McArdle on Healthcare Reform

Megan McArdle, in response to a post by Matthew Yglesias, has a solid post on the limits to what can be realized in terms of savings by healthcare reform. I commend it to your attention.

I don’t agree completely with Megan’s position on healthcare reform, the specifics of my differences being that I do believe that we could get some short term savings in administration costs by going to a single-payer system and that I’ve concluded that we need to focus much, much more of our attention on how we manage the supply part of the healthcare equation if we’re going to prevent a meltdown of the present system in the foreseeable future.
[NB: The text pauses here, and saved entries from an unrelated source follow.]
// Application layer - Use case interactors

pub mod anchor_interactor;
pub mod clip_interactor;
pub mod container;

// Re-export interactors
pub use anchor_interactor::AnchorInteractor;
pub use clip_interactor::ClipInteractor;
pub use container::AppContainer;
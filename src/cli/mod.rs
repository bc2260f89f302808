//! CLI module for match-video
//!
//! This module handles command-line argument parsing and command execution.

use std::path::PathBuf;

use clap::{Parser, Subcommand};

use crate::adapters::ConfigOverrides;

pub mod args;
pub mod commands;

/// match-video
///
/// Clip broadcast match video by period and match clock, using anchors stored
/// as chapters in the video itself.
#[derive(Parser, Debug)]
#[command(name = "match-video")]
#[command(about = "Clip broadcast match video by period and match clock")]
#[command(version)]
#[command(long_about = None)]
pub struct Cli {
    /// Configuration file (default: match_video.toml if present)
    #[arg(long, global = true)]
    pub config: Option<PathBuf>,

    /// Logging level (trace, debug, info, warn, error)
    #[arg(long, global = true)]
    pub log_level: Option<String>,

    /// Log format (pretty, compact, json)
    #[arg(long, global = true)]
    pub log_format: Option<String>,

    /// The command to execute
    #[command(subcommand)]
    pub command: Commands,
}

impl Cli {
    /// Configuration values given on the command line
    pub fn config_overrides(&self) -> ConfigOverrides {
        ConfigOverrides {
            config_file: self.config.clone(),
            log_level: self.log_level.clone(),
            log_format: self.log_format.clone(),
        }
    }
}

/// Available commands
#[derive(Subcommand, Debug)]
pub enum Commands {
    /// Set the video time at which each half starts
    SetHalfStarts(args::SetHalfStartsArgs),
    /// List the anchors set for a video
    ReadAnchors(args::ReadAnchorsArgs),
    /// Extract one or more clips by period and match clock
    Clip(args::ClipArgs),
}
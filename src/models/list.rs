use serde::de::DeserializeOwned;
use serde::Deserialize;

use crate::utils::query::encode_pairs;

/// What a list view asks the API for
#[derive(Clone, Debug, Default, PartialEq, Eq)]
pub struct ListQuery {
    pub search: Option<String>,
    pub offset: u32,
    pub limit: u32,
}

impl ListQuery {
    /// `search=..&offset=..&limit=..`; an empty search is left out
    pub fn to_query_string(&self) -> String {
        let offset = self.offset.to_string();
        let limit = self.limit.to_string();
        let mut pairs = Vec::with_capacity(3);
        if let Some(search) = self.search.as_deref().filter(|s| !s.trim().is_empty()) {
            pairs.push(("search", search.trim()));
        }
        pairs.push(("offset", offset.as_str()));
        pairs.push(("limit", limit.as_str()));
        encode_pairs(pairs)
    }
}

/// One page of records as returned by a list endpoint
#[derive(Clone, Debug, PartialEq)]
pub struct ListPage<T> {
    pub rows: Vec<T>,
    pub total: u64,
}

impl<T> Default for ListPage<T> {
    fn default() -> Self {
        Self {
            rows: Vec::new(),
            total: 0,
        }
    }
}

// Endpoints disagree on the envelope: `{data, total}`, `{rows, count}`,
// `{items, total}` or a bare array.
#[derive(Deserialize)]
#[serde(untagged)]
enum ListEnvelope<T> {
    Paged {
        #[serde(alias = "rows", alias = "items", alias = "results")]
        data: Vec<T>,
        #[serde(default, alias = "count", alias = "totalCount")]
        total: Option<u64>,
    },
    Bare(Vec<T>),
}

impl<T: DeserializeOwned> ListPage<T> {
    pub fn from_value(value: serde_json::Value) -> Result<Self, serde_json::Error> {
        let envelope: ListEnvelope<T> = serde_json::from_value(value)?;
        Ok(match envelope {
            ListEnvelope::Paged { data, total } => {
                let total = total.unwrap_or(data.len() as u64);
                Self { rows: data, total }
            }
            ListEnvelope::Bare(rows) => {
                let total = rows.len() as u64;
                Self { rows, total }
            }
        })
    }
}

#[cfg(test)]
mod tests {
    use super::*;
    use crate::models::Brand;
    use serde_json::json;

    #[test]
    fn accepts_the_known_envelopes() {
        let page = ListPage::<Brand>::from_value(json!({"data": [{"id": 1, "name": "Acme"}], "total": 31})).unwrap();
        assert_eq!(page.total, 31);
        assert_eq!(page.rows[0].name.as_deref(), Some("Acme"));

        let page = ListPage::<Brand>::from_value(json!({"rows": [{"id": 1}, {"id": 2}], "count": 2})).unwrap();
        assert_eq!(page.rows.len(), 2);
        assert_eq!(page.total, 2);

        let page = ListPage::<Brand>::from_value(json!([{"id": "x"}])).unwrap();
        assert_eq!(page.total, 1);
    }

    #[test]
    fn missing_total_falls_back_to_row_count() {
        let page = ListPage::<Brand>::from_value(json!({"items": [{"id": 1}, {"id": 2}, {"id": 3}]})).unwrap();
        assert_eq!(page.total, 3);
    }

    #[test]
    fn query_string_skips_blank_search() {
        let query = ListQuery { search: Some("  ".to_string()), offset: 40, limit: 20 };
        assert_eq!(query.to_query_string(), "offset=40&limit=20");

        let query = ListQuery { search: Some(" red dress ".to_string()), offset: 0, limit: 10 };
        assert_eq!(query.to_query_string(), "search=red+dress&offset=0&limit=10");
    }

    #[test]
    fn malformed_body_is_an_error() {
        assert!(ListPage::<Brand>::from_value(json!({"message": "nope"})).is_err());
    }
}
// ============================================================================
// REACTIVITY - subscriber lists for state containers
// ============================================================================

use std::cell::RefCell;
use std::rc::Rc;

type Callback = Rc<dyn Fn()>;

/// Shared list of change callbacks. Clones share the same list.
#[derive(Clone, Default)]
pub struct Subscribers {
    callbacks: Rc<RefCell<Vec<Callback>>>,
}

impl Subscribers {
    pub fn add<F>(&self, callback: F)
    where
        F: Fn() + 'static,
    {
        self.callbacks.borrow_mut().push(Rc::new(callback));
    }

    /// Run every callback. Callbacks may subscribe further without panicking;
    /// those only see the next notification.
    pub fn notify(&self) {
        let callbacks: Vec<Callback> = self.callbacks.borrow().clone();
        for callback in callbacks {
            callback();
        }
    }

    /// Drop every callback (and whatever they captured)
    pub fn clear(&self) {
        self.callbacks.borrow_mut().clear();
    }
}

/// Single value with change notification
#[derive(Clone)]
pub struct ReactiveState<T> {
    value: Rc<RefCell<T>>,
    subscribers: Subscribers,
}

impl<T: Clone> ReactiveState<T> {
    pub fn new(value: T) -> Self {
        Self {
            value: Rc::new(RefCell::new(value)),
            subscribers: Subscribers::default(),
        }
    }

    pub fn get(&self) -> T {
        self.value.borrow().clone()
    }

    pub fn set(&self, new_value: T) {
        *self.value.borrow_mut() = new_value;
        self.subscribers.notify();
    }

    pub fn subscribe<F>(&self, callback: F)
    where
        F: Fn() + 'static,
    {
        self.subscribers.add(callback);
    }
}

#[cfg(test)]
mod tests {
    use super::*;
    use std::cell::Cell;

    #[test]
    fn clones_share_value_and_subscribers() {
        let state = ReactiveState::new(1);
        let seen = Rc::new(Cell::new(0));
        let seen_in_cb = seen.clone();
        let observed = state.clone();
        state.subscribe(move || seen_in_cb.set(observed.get()));

        let other = state.clone();
        other.set(5);
        assert_eq!(seen.get(), 5);

        assert_eq!(state.get(), 5);
    }

    #[test]
    fn subscribing_during_notify_does_not_panic() {
        let subscribers = Subscribers::default();
        let calls = Rc::new(Cell::new(0));
        let inner = subscribers.clone();
        let counter = calls.clone();
        subscribers.add(move || {
            let counter = counter.clone();
            inner.add(move || counter.set(counter.get() + 1));
        });

        subscribers.notify();
        assert_eq!(calls.get(), 0);
        subscribers.notify();
        assert_eq!(calls.get(), 1);
    }

    #[test]
    fn clear_releases_captured_state() {
        let subscribers = Subscribers::default();
        let owned = Rc::new(());
        let weak = Rc::downgrade(&owned);
        subscribers.add(move || {
            let _ = &owned;
        });

        assert!(weak.upgrade().is_some());
        subscribers.clear();
        assert!(weak.upgrade().is_none());
    }
}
A few notes on Megan’s post. First, Megan is underestimating government’s role in the healthcare system. It isn’t just Medicare, Medicaid, and the VA. You need to include the employer-paid portion of the healthcare plans of government workers into the mix as well. By my calculation that pushes government at all levels’s total share of the healthcare dollar to well over 50%.
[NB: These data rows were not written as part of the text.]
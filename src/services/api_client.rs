// ============================================================================
// API CLIENT - authenticated HTTP only (no retries, no cache)
// ============================================================================

use std::fmt;

use gloo_net::http::{Method, RequestBuilder};
use serde::de::DeserializeOwned;
use serde::Serialize;
use serde_json::Value;
use wasm_bindgen::JsValue;

use crate::config::CONFIG;
use crate::state::session_state::SessionState;

const GENERIC_FAILURE: &str = "Something went wrong. Please try again.";

#[derive(Debug, Clone, PartialEq, thiserror::Error)]
pub enum ApiError {
    #[error("Network error: {0}")]
    Network(String),
    #[error("HTTP {status}: {}", .message.as_deref().unwrap_or("request failed"))]
    Http { status: u16, message: Option<String> },
    #[error("Unexpected response: {0}")]
    Parse(String),
    #[error("Could not encode request: {0}")]
    Encode(String),
}

impl ApiError {
    /// Text for a toast: the server's message when it sent one
    pub fn user_message(&self) -> String {
        match self {
            ApiError::Http { message: Some(message), .. } => message.clone(),
            ApiError::Http { status: 401, .. } => "Your session has expired. Please sign in again.".to_string(),
            ApiError::Http { status: 403, .. } => "You are not allowed to do that.".to_string(),
            ApiError::Network(_) => "Could not reach the server. Check your connection.".to_string(),
            _ => GENERIC_FAILURE.to_string(),
        }
    }
}

#[derive(Clone, Copy, Debug, Default, PartialEq, Eq)]
pub enum HttpMethod {
    #[default]
    Get,
    Post,
    Put,
    Delete,
}

impl HttpMethod {
    fn as_method(self) -> Method {
        match self {
            HttpMethod::Get => Method::GET,
            HttpMethod::Post => Method::POST,
            HttpMethod::Put => Method::PUT,
            HttpMethod::Delete => Method::DELETE,
        }
    }
}

impl fmt::Display for HttpMethod {
    fn fmt(&self, f: &mut fmt::Formatter<'_>) -> fmt::Result {
        let name = match self {
            HttpMethod::Get => "GET",
            HttpMethod::Post => "POST",
            HttpMethod::Put => "PUT",
            HttpMethod::Delete => "DELETE",
        };
        f.write_str(name)
    }
}

/// One call to the remote API
#[derive(Clone, Debug, Default)]
pub struct ApiRequest {
    /// Path relative to the backend URL, query string included
    pub endpoint: String,
    pub method: HttpMethod,
    pub data: Option<Value>,
    /// Send `data` as multipart/form-data instead of JSON
    pub has_files: bool,
    pub files: Vec<(String, web_sys::File)>,
}

impl ApiRequest {
    pub fn new(method: HttpMethod, endpoint: impl Into<String>) -> Self {
        Self {
            endpoint: endpoint.into(),
            method,
            ..Self::default()
        }
    }

    pub fn get(endpoint: impl Into<String>) -> Self {
        Self::new(HttpMethod::Get, endpoint)
    }

    pub fn delete(endpoint: impl Into<String>) -> Self {
        Self::new(HttpMethod::Delete, endpoint)
    }

    pub fn post<T: Serialize>(endpoint: impl Into<String>, data: &T) -> Result<Self, ApiError> {
        Self::new(HttpMethod::Post, endpoint).with_data(data)
    }

    pub fn with_data<T: Serialize>(mut self, data: &T) -> Result<Self, ApiError> {
        self.data = Some(serde_json::to_value(data).map_err(|e| ApiError::Encode(e.to_string()))?);
        Ok(self)
    }

    /// Switch to multipart and attach files
    pub fn with_files(mut self, files: Vec<(String, web_sys::File)>) -> Self {
        self.has_files = true;
        self.files = files;
        self
    }
}

#[derive(Clone)]
pub struct ApiClient {
    base_url: String,
    session: SessionState,
}

impl ApiClient {
    pub fn new(session: SessionState) -> Self {
        Self {
            base_url: CONFIG.backend_url().to_string(),
            session,
        }
    }

    /// Perform `request` and return the parsed body (`Null` for empty bodies)
    pub async fn request(&self, request: ApiRequest) -> Result<Value, ApiError> {
        let url = join_url(&self.base_url, &request.endpoint);
        log::debug!("🌐 [API] {} {}", request.method, request.endpoint);
        let started = js_sys::Date::now();

        let mut builder = RequestBuilder::new(&url)
            .method(request.method.as_method())
            .header("Accept", "application/json");
        if let Some(token) = self.session.token() {
            builder = builder.header("Authorization", &bearer(&token));
        }

        let prepared = if request.has_files {
            let form = build_form_data(request.data.as_ref(), &request.files)
                .map_err(|e| ApiError::Encode(format!("{:?}", e)))?;
            builder.body(form)
        } else if let Some(data) = &request.data {
            builder.json(data)
        } else {
            builder.build()
        }
        .map_err(|e| ApiError::Encode(e.to_string()))?;

        let response = prepared
            .send()
            .await
            .map_err(|e| ApiError::Network(e.to_string()))?;
        let status = response.status();
        let text = response
            .text()
            .await
            .map_err(|e| ApiError::Network(e.to_string()))?;

        if !response.ok() {
            let error = ApiError::Http {
                status,
                message: server_message(&text),
            };
            log::warn!("⚠️ [API] {} {} -> {}", request.method, request.endpoint, error);
            if status == 401 && self.session.token().is_some() {
                // Token rejected: drop it so the route guard sends the user to login
                self.session.clear_token();
            }
            return Err(error);
        }

        log::debug!(
            "✅ [API] {} {} -> {} ({:.0} ms)",
            request.method,
            request.endpoint,
            status,
            js_sys::Date::now() - started
        );
        parse_body(&text)
    }

    /// `request` + decode into `T`
    pub async fn fetch<T: DeserializeOwned>(&self, request: ApiRequest) -> Result<T, ApiError> {
        let body = self.request(request).await?;
        serde_json::from_value(body).map_err(|e| ApiError::Parse(e.to_string()))
    }
}

pub fn join_url(base: &str, endpoint: &str) -> String {
    format!("{}/{}", base.trim_end_matches('/'), endpoint.trim_start_matches('/'))
}

pub fn bearer(token: &str) -> String {
    format!("Bearer {}", token)
}

/// Parse a successful body; empty bodies (204) become `Null`
pub fn parse_body(text: &str) -> Result<Value, ApiError> {
    if text.trim().is_empty() {
        return Ok(Value::Null);
    }
    serde_json::from_str(text).map_err(|e| ApiError::Parse(e.to_string()))
}

/// Server-provided error text: `message`, `error`, or the first of `errors`
pub fn server_message(body: &str) -> Option<String> {
    let value: Value = serde_json::from_str(body).ok()?;
    let pick = |value: &Value| -> Option<String> {
        match value {
            Value::String(text) if !text.trim().is_empty() => Some(text.clone()),
            Value::Object(fields) => fields
                .get("message")
                .or_else(|| fields.get("msg"))
                .and_then(Value::as_str)
                .filter(|text| !text.trim().is_empty())
                .map(str::to_string),
            _ => None,
        }
    };

    let fields = value.as_object()?;
    fields
        .get("message")
        .and_then(pick)
        .or_else(|| fields.get("error").and_then(pick))
        .or_else(|| {
            fields
                .get("errors")
                .and_then(Value::as_array)
                .and_then(|errors| errors.first())
                .and_then(pick)
        })
}

/// Flatten a JSON object into multipart text fields. Nulls are skipped,
/// nested values are sent as JSON text.
pub fn multipart_fields(data: &Value) -> Vec<(String, String)> {
    let Some(fields) = data.as_object() else {
        return Vec::new();
    };
    fields
        .iter()
        .filter_map(|(name, value)| {
            let text = match value {
                Value::Null => return None,
                Value::String(text) => text.clone(),
                Value::Bool(flag) => flag.to_string(),
                Value::Number(number) => number.to_string(),
                other => other.to_string(),
            };
            Some((name.clone(), text))
        })
        .collect()
}

fn build_form_data(data: Option<&Value>, files: &[(String, web_sys::File)]) -> Result<web_sys::FormData, JsValue> {
    let form = web_sys::FormData::new()?;
    if let Some(data) = data {
        for (name, text) in multipart_fields(data) {
            form.append_with_str(&name, &text)?;
        }
    }
    for (name, file) in files {
        form.append_with_blob_and_filename(name, file, &file.name())?;
    }
    Ok(form)
}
Second, the reform being pitched right now by most Democrats is going to a single-payer system. Neither Canada nor France have a single-payer system so comparing the costs and benefits of our converting to such a system based on the Canadian or French experience is misleading.

Like it or not some kind of reform is in our future. What we’re doing now is fiscally untenable. So it behooves all of use to start thinking seriously about where we want to go and how we’re going to get there. That, ultimately, is the point of Megan’s post.